Brumby launches bikes into mainstream
24 March 2009. Commuting to work in Melbourne is
set for major change now that bike infrastructure will have equal
status in the planning and building of Victoria’s transport network.
The era of discrimination, where bike riders were lucky to get a few left-overs when roads were built, has officially ended with the government’s announcement of the Victorian Cycling Strategy. (2.2 MB download)
“This is a history-making document,” Bicycle Victoria CEO Harry Barber said. “For the first time in Australia bike riding has been formally recognized as part of the core transport system.”
Mr Barber was commenting on the release of Premier Brumby’s $115M blueprint for future bike infrastructure investment.
The release of the transport strategy follows 13 months of frank discussion between Bicycle Victoria and the state government. See background below.
“The government’s announcement means that the needs of bike commuters are front and centre wherever and whenever the transport system is designed, budgeted and constructed,” Mr Barber said.
“Riding to work is already expanding at a rapid clip, but it will really surge once the developments announced today are completed an attracting new riders.
Transport network for bike commuters
The Strategy commits to a defined budget for a transport network for
bike commuters. This is independent of investment in bike facilities
for recreation riding and local journeys.
More significantly, it commits VicRoads to put bikes into major transport projects in most cases as a matter of course.
There is a challenge here for Roads Minister Pallas and his VicRoads management team. See exclusive preview of Ride On article.
Other countries rely on bike riding for a quarter or a third of their city transport trips, some are now aiming for half. Sydney City has set a 10 per cent target and is backing it up with a $70M investment.
Victoria is now in a position to set ambitious targets for bike commuter growth, setting the scene for major economic gains from more efficient transport investment and lower congestion. This new strategy could generate a doubling of bike commuters in Melbourne.
Switching commuters to bikes has been shown to provide massive benefits to tax payers, improving the capacity and longevity of road and public transport infrastructure, and slashing health costs as people get fit from riding.
Mr Barber said that steady growth and the general acceptance of bike riding by people in Victoria had laid the foundations for the historic plan.
All government departments and agencies
“The government says in the plan that all government departments and
agencies will be required to collaborate in the development of bike
“There is enormous potential here to develop unused land alongside railway lines and pipe easements.
“The connection of bikes with public transport, especially rail has begun, and is endorsed and extended in the strategy. It makes sense to feed the public transport system by bike.

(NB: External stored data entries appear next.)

//! Fixed presentation vocabularies.
//!
//! The avatar renderer understands a closed set of facial expressions and
//! animation clips. Both sets live here as data so the structured-output
//! contract and the decoder read from the same source.

use std::fmt;
use std::str::FromStr;

/// Error returned when a label is not part of a vocabulary.
#[derive(Debug, Clone, PartialEq, Eq)]
pub struct UnknownLabel(pub String);

impl fmt::Display for UnknownLabel {
    fn fmt(&self, f: &mut fmt::Formatter<'_>) -> fmt::Result {
        write!(f, "unknown vocabulary label: '{}'", self.0)
    }
}

impl std::error::Error for UnknownLabel {}

/// The facial expressions a reply segment may request.
#[derive(Debug, Clone, Copy, PartialEq, Eq, Hash)]
pub enum FacialExpression {
    Neutral,
    Happy,
    Sad,
    Angry,
    Surprised,
    Fearful,
    Disgusted,
    Confused,
    Excited,
    Bored,
    Thinking,
    Smirk,
    Wink,
    Laughing,
    Embarrassed,
    Proud,
    Worried,
    Relieved,
    Curious,
    Sleepy,
}

impl FacialExpression {
    pub const ALL: [FacialExpression; 20] = [
        Self::Neutral,
        Self::Happy,
        Self::Sad,
        Self::Angry,
        Self::Surprised,
        Self::Fearful,
        Self::Disgusted,
        Self::Confused,
        Self::Excited,
        Self::Bored,
        Self::Thinking,
        Self::Smirk,
        Self::Wink,
        Self::Laughing,
        Self::Embarrassed,
        Self::Proud,
        Self::Worried,
        Self::Relieved,
        Self::Curious,
        Self::Sleepy,
    ];

    pub fn as_str(&self) -> &'static str {
        match self {
            Self::Neutral => "Neutral",
            Self::Happy => "Happy",
            Self::Sad => "Sad",
            Self::Angry => "Angry",
            Self::Surprised => "Surprised",
            Self::Fearful => "Fearful",
            Self::Disgusted => "Disgusted",
            Self::Confused => "Confused",
            Self::Excited => "Excited",
            Self::Bored => "Bored",
            Self::Thinking => "Thinking",
            Self::Smirk => "Smirk",
            Self::Wink => "Wink",
            Self::Laughing => "Laughing",
            Self::Embarrassed => "Embarrassed",
            Self::Proud => "Proud",
            Self::Worried => "Worried",
            Self::Relieved => "Relieved",
            Self::Curious => "Curious",
            Self::Sleepy => "Sleepy",
        }
    }
}

impl fmt::Display for FacialExpression {
    fn fmt(&self, f: &mut fmt::Formatter<'_>) -> fmt::Result {
        f.write_str(self.as_str())
    }
}

impl FromStr for FacialExpression {
    type Err = UnknownLabel;

    /// Matching ignores case and surrounding whitespace; models are not
    /// always careful about capitalisation.
    fn from_str(s: &str) -> Result<Self, Self::Err> {
        let wanted = s.trim();
        Self::ALL
            .iter()
            .copied()
            .find(|e| e.as_str().eq_ignore_ascii_case(wanted))
            .ok_or_else(|| UnknownLabel(s.to_string()))
    }
}

/// Named animation clips, each with a hint describing when to use it.
#[derive(Debug, Clone, Copy, PartialEq, Eq, Hash)]
pub enum Animation {
    StandingIdle,
    StandingIdleRelaxed,
    Waving,
    Shrugging,
    Nodding,
    ShakingHead,
    PointingToSelf,
    Celebrating,
    TalkingWithHands,
    TalkingCalmly,
    Explaining,
    TalkingExcitedly,
    Dancing,
}

impl Animation {
    pub const ALL: [Animation; 13] = [
        Self::StandingIdle,
        Self::StandingIdleRelaxed,
        Self::Waving,
        Self::Shrugging,
        Self::Nodding,
        Self::ShakingHead,
        Self::PointingToSelf,
        Self::Celebrating,
        Self::TalkingWithHands,
        Self::TalkingCalmly,
        Self::Explaining,
        Self::TalkingExcitedly,
        Self::Dancing,
    ];

    /// The clip name the renderer loads.
    pub fn as_str(&self) -> &'static str {
        match self {
            Self::StandingIdle => "M_Standing_Idle_001",
            Self::StandingIdleRelaxed => "M_Standing_Idle_Variations_002",
            Self::Waving => "M_Standing_Expressions_001",
            Self::Shrugging => "M_Standing_Expressions_004",
            Self::Nodding => "M_Standing_Expressions_005",
            Self::ShakingHead => "M_Standing_Expressions_007",
            Self::PointingToSelf => "M_Standing_Expressions_013",
            Self::Celebrating => "M_Standing_Expressions_016",
            Self::TalkingWithHands => "M_Talking_Variations_001",
            Self::TalkingCalmly => "M_Talking_Variations_003",
            Self::Explaining => "M_Talking_Variations_005",
            Self::TalkingExcitedly => "M_Talking_Variations_009",
            Self::Dancing => "M_Dances_001",
        }
    }

    /// Semantic hint given to the model alongside the clip name.
    pub fn hint(&self) -> &'static str {
        match self {
            Self::StandingIdle => "standing still, listening",
            Self::StandingIdleRelaxed => "relaxed idle, shifting weight",
            Self::Waving => "waving hello or goodbye",
            Self::Shrugging => "shrugging, unsure",
            Self::Nodding => "nodding in agreement",
            Self::ShakingHead => "shaking head, disagreeing",
            Self::PointingToSelf => "pointing to self",
            Self::Celebrating => "celebrating, cheering",
            Self::TalkingWithHands => "talking with hands",
            Self::TalkingCalmly => "talking calmly",
            Self::Explaining => "explaining, counting on fingers",
            Self::TalkingExcitedly => "talking excitedly",
            Self::Dancing => "dancing",
        }
    }
}

impl fmt::Display for Animation {
    fn fmt(&self, f: &mut fmt::Formatter<'_>) -> fmt::Result {
        f.write_str(self.as_str())
    }
}

impl FromStr for Animation {
    type Err = UnknownLabel;

    fn from_str(s: &str) -> Result<Self, Self::Err> {
        let wanted = s.trim();
        Self::ALL
            .iter()
            .copied()
            .find(|a| a.as_str().eq_ignore_ascii_case(wanted))
            .ok_or_else(|| UnknownLabel(s.to_string()))
    }
}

“It is reassuring to see commitments to reduce conflict and risk. Risk on the road is a major worry for people not yet riding and they need to see change on that front.
Mr Barber said the Premier should be congratulated for the bold thinking behind the strategy.
“The Premier puts a high value on sound economics and while this strategy will excite bike enthusiasts, it should also please people who have no interest in bike riding but want wise spending on public resources, increased physical activity rates and lower health costs, and a lesser burden for lowering carbon outputs.”